Work item -> The output is the lines below from the one with "Resolved storefront views." through the one with "use std::sync::Arc;", both included, printed exactly and with no other line.

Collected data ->
# # #
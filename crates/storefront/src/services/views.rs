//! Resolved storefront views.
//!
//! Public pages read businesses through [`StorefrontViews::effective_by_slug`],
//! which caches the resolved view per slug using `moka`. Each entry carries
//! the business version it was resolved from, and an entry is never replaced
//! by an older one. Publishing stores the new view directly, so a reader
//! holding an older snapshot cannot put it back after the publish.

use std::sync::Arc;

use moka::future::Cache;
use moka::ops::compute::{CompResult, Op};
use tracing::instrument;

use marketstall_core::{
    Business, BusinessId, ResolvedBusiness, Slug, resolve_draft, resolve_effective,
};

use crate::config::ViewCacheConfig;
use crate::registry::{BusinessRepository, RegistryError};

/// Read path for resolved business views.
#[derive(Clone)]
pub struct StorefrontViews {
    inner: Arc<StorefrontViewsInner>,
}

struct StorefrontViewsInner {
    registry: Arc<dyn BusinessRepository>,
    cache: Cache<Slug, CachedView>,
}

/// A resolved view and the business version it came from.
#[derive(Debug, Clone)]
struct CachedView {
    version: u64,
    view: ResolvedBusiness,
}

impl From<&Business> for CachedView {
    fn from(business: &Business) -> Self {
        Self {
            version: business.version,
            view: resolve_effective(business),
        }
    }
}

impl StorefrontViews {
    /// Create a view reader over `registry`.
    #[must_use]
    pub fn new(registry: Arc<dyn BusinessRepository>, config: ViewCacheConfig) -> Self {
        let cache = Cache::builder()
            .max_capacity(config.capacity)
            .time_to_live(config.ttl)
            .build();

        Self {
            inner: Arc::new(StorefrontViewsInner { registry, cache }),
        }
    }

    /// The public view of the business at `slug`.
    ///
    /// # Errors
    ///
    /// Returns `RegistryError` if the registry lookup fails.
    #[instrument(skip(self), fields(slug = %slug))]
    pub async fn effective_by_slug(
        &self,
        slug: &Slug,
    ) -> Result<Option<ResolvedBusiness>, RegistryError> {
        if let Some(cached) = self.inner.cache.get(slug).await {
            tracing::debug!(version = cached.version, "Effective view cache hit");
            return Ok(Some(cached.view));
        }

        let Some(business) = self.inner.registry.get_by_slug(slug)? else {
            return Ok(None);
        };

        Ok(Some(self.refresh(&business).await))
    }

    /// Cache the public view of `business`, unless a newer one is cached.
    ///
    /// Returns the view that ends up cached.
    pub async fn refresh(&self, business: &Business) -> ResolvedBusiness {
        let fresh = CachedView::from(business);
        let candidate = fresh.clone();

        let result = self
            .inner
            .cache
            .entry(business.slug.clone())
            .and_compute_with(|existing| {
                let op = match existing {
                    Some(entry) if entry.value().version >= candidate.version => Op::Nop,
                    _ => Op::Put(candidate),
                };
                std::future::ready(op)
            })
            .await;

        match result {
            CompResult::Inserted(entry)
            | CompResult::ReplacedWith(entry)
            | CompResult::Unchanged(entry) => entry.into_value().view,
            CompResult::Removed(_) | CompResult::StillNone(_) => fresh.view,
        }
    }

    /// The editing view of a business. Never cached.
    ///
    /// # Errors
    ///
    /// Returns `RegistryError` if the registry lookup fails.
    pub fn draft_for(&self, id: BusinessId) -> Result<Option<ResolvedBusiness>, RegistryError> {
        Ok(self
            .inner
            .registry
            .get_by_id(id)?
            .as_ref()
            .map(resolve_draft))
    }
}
# # #
Answer space ->
//! Resolved storefront views.
//!
//! Public pages read businesses through [`StorefrontViews::effective_by_slug`],
//! which caches the resolved view per slug using `moka`. Each entry carries
//! the business version it was resolved from, and an entry is never replaced
//! by an older one. Publishing stores the new view directly, so a reader
//! holding an older snapshot cannot put it back after the publish.

use std::sync::Arc;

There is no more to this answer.